Any help is really really appreciated, even a solution involving the simple.statistics.js
library would be helpful!
Thanks!
I made it work using the following code found here:
function linearRegression(y,x){
var lr = {};
var n = y.length;
var sum_x = 0;
var sum_y = 0;
var sum_xy = 0;
var sum_xx = 0;
var sum_yy = 0;
for (var i = 0; i < y.length; i++) {
sum_x += x[i];
sum_y += y[i];
sum_xy += (x[i]*y[i]);
sum_xx += (x[i]*x[i]);
sum_yy += (y[i]*y[i]);
}
lr['slope'] = (n * sum_xy - sum_x * sum_y) / (n*sum_xx - sum_x * sum_x);
lr['intercept'] = (sum_y - lr.slope * sum_x)/n;
lr['r2'] = Math.pow((n*sum_xy - sum_x*sum_y)/Math.sqrt((n*sum_xx-sum_x*sum_x)*(n*sum_yy-sum_y*sum_y)),2);
return lr;
};
var yval = dataset.map(function (d) { return parseFloat(d.xHeight); });
var xval = dataset.map(function (d) { return parseFloat(d.Ascendenti); });
var lr = linearRegression(yval,xval);
// now you have:
// lr.slope
// lr.intercept
// lr.r2
console.log(lr);
And then plotting a line with:
var max = d3.max(dataset, function (d) { return d.OvershootingSuperiore; });
var myLine = svg.append("svg:line")
.attr("x1", x(0))
.attr("y1", y(lr.intercept))
.attr("x2", x(max))
.attr("y2", y( (max * lr.slope) + lr.intercept ))

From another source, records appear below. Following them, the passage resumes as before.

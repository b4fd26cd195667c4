use std::path::{Path, PathBuf};
use tracing::{info, warn};
use url::Url;

use crate::clipboard::Clipboard;
use crate::clock::Clock;
use crate::errors::{UtmError, ValidationErrors};
use crate::export::{save_export, to_csv};
use crate::history::{History, HistoryStore};
use crate::notify::Notifier;
use crate::params::{decompose, validate_and_normalize, CampaignParams};
use crate::storage::KeyValueStore;
use crate::templates::Template;

/// One editing session: the history store plus the capabilities it calls out to.
pub struct Session<'a, S: KeyValueStore> {
    store: HistoryStore<S>,
    clock: &'a dyn Clock,
    clipboard: &'a dyn Clipboard,
    notifier: &'a dyn Notifier,
}

impl<'a, S: KeyValueStore> Session<'a, S> {
    pub fn new(
        store: HistoryStore<S>,
        clock: &'a dyn Clock,
        clipboard: &'a dyn Clipboard,
        notifier: &'a dyn Notifier,
    ) -> Self {
        Self {
            store,
            clock,
            clipboard,
            notifier,
        }
    }

    pub fn history(&self) -> &History {
        self.store.history()
    }

    pub fn generate(&mut self, params: &CampaignParams) -> Result<Url, ValidationErrors> {
        let url = validate_and_normalize(params)?;
        self.store.record(url.as_str(), self.clock);
        info!(action = "generate", component = "session", url = %url, history_len = self.store.history().len(), "Generated campaign URL");
        Ok(url)
    }

    pub fn generate_without_history(&self, params: &CampaignParams) -> Result<Url, ValidationErrors> {
        validate_and_normalize(params)
    }

    pub fn apply_template(&self, params: &mut CampaignParams, template: &Template) {
        template.apply(params);
        self.notifier
            .notify(&format!("{} template applied", template.name));
    }

    pub fn copy(&self, text: &str) -> Result<(), UtmError> {
        match self.clipboard.write_text(text) {
            Ok(()) => {
                self.notifier.notify("URL copied!");
                Ok(())
            }
            Err(e) => {
                warn!(action = "copy", component = "session", error = %e, "Clipboard write failed");
                self.notifier.notify("Copy failed");
                Err(e)
            }
        }
    }

    /// Resolve a 1-based history index or a raw URL into editable fields.
    pub fn load_entry(&self, target: &str) -> Option<CampaignParams> {
        let target = target.trim();
        let url = match target.parse::<usize>() {
            Ok(index) => match self.history().get(index) {
                Some(entry) => entry.url.clone(),
                None => {
                    self.notifier
                        .notify(&format!("No history entry #{index}"));
                    return None;
                }
            },
            Err(_) => target.to_string(),
        };

        match decompose(&url) {
            Ok(params) => {
                self.notifier.notify("Loaded URL from history");
                Some(params)
            }
            Err(e) => {
                warn!(action = "load", component = "session", error = %e, "Could not decompose URL");
                self.notifier.notify("Could not load that URL");
                None
            }
        }
    }

    pub fn export(&self, path: &Path) -> Result<PathBuf, UtmError> {
        let csv = to_csv(self.history())?;
        let written = save_export(path, &csv)?;
        self.notifier.notify("CSV exported!");
        Ok(written)
    }
}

.style("stroke", "black");
Using the code I found here
It looks to me like your path is getting drawn, just way off the screen.
Perhaps the regression is calculated incorrectly? The problem may be on line 202:
var data = [x.domain(), y.domain()];
var result = regression('linear', data);
If the raw data looks like [[1, 500], [2, 300]]
this will find the linear regression of [[1, 2], [300, 500]
which probably isn't what you want.
I'm guessing what you'd like to do is compute the regression with the entire set of data points rather than with the graph's bounds. Then rather than charting this line for every data value, you want to just plot the endpoints.